▶ [Assigned task] Read the lines below, and copy any that contain the string "impl".

=== The records ===

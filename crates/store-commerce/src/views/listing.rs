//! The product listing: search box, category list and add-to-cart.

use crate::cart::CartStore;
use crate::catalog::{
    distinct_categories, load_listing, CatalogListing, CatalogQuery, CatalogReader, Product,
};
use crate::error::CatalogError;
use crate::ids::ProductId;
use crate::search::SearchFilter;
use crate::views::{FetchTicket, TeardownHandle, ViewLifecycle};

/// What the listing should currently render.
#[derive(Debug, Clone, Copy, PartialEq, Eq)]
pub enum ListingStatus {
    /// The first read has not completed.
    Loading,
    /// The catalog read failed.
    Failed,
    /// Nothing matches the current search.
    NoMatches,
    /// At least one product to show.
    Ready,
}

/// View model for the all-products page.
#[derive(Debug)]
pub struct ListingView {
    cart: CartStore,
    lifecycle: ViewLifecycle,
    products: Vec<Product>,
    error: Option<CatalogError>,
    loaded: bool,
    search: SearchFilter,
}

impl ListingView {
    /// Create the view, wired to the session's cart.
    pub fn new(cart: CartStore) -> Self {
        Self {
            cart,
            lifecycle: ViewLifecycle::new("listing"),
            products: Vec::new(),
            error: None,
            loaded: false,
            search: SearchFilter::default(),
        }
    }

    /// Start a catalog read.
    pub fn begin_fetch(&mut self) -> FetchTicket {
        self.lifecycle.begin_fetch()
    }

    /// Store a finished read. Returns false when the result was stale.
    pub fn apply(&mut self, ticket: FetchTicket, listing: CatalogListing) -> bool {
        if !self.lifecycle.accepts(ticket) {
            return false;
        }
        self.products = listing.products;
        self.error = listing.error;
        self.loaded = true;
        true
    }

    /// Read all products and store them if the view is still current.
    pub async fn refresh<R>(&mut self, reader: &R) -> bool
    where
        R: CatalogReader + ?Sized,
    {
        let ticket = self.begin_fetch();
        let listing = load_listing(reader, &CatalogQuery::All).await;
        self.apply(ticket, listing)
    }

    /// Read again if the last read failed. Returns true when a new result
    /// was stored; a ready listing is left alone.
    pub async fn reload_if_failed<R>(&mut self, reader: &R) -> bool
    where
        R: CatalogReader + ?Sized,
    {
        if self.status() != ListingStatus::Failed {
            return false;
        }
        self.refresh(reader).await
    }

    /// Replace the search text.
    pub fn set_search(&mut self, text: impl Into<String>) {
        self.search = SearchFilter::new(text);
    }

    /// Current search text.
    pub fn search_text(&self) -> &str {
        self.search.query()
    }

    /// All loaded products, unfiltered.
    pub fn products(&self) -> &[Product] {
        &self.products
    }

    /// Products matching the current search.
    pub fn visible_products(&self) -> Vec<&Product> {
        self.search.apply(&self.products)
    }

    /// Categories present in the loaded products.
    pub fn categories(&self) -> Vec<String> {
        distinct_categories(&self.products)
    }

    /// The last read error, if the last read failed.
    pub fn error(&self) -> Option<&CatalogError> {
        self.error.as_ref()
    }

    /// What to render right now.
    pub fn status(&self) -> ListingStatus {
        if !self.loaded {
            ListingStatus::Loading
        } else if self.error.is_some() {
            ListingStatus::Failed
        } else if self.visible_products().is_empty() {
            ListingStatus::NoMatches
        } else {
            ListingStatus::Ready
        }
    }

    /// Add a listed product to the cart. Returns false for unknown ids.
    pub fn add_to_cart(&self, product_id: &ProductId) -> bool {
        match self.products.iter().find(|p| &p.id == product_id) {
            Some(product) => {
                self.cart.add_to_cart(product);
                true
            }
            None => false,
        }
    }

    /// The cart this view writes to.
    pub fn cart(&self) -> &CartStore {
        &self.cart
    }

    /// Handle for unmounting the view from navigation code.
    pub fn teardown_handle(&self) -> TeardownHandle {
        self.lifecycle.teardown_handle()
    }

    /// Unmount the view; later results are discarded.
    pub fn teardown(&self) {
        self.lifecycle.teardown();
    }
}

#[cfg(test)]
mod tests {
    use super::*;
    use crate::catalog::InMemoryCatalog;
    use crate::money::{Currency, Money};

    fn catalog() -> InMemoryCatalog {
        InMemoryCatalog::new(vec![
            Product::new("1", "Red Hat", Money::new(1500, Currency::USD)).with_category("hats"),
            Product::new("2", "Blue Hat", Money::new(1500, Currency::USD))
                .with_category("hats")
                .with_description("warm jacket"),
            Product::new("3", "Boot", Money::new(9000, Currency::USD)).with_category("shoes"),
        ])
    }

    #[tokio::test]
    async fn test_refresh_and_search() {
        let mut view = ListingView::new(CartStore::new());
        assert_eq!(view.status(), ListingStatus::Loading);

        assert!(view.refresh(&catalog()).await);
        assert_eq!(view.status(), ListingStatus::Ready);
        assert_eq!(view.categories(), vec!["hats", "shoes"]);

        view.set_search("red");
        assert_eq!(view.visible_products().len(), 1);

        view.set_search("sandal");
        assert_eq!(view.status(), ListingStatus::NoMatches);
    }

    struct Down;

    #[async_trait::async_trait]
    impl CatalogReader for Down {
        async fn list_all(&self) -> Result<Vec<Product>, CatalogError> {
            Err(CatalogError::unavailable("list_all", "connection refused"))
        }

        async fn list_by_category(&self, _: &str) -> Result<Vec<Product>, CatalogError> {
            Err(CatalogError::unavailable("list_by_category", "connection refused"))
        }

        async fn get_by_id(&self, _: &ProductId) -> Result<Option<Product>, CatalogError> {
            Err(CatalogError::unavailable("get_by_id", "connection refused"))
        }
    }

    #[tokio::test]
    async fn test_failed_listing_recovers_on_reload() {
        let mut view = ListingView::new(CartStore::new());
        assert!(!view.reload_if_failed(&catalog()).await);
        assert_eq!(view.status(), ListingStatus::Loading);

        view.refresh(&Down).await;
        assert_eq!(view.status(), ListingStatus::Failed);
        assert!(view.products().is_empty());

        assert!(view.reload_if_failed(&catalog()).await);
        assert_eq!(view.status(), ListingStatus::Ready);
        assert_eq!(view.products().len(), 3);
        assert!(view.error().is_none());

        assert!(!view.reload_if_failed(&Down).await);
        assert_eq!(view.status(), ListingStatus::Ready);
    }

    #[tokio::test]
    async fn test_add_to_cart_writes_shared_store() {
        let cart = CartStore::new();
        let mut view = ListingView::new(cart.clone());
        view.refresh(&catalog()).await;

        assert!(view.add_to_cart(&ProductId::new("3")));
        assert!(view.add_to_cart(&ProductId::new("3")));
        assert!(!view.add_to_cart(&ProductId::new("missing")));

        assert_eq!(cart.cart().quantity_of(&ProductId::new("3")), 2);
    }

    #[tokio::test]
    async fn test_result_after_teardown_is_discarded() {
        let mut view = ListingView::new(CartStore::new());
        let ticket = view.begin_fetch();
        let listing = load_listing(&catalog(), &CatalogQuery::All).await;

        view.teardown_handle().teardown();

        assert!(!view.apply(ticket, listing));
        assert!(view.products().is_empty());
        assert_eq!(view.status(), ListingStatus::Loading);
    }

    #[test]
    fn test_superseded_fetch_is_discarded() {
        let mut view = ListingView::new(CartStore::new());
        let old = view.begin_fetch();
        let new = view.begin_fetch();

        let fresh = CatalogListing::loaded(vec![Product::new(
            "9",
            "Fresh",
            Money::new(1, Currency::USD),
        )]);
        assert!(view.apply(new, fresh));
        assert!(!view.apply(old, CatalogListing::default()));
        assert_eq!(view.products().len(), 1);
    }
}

===

▶ [Response for this exercise]
impl ListingView {
    pub fn set_search(&mut self, text: impl Into<String>) {
    impl CatalogReader for Down {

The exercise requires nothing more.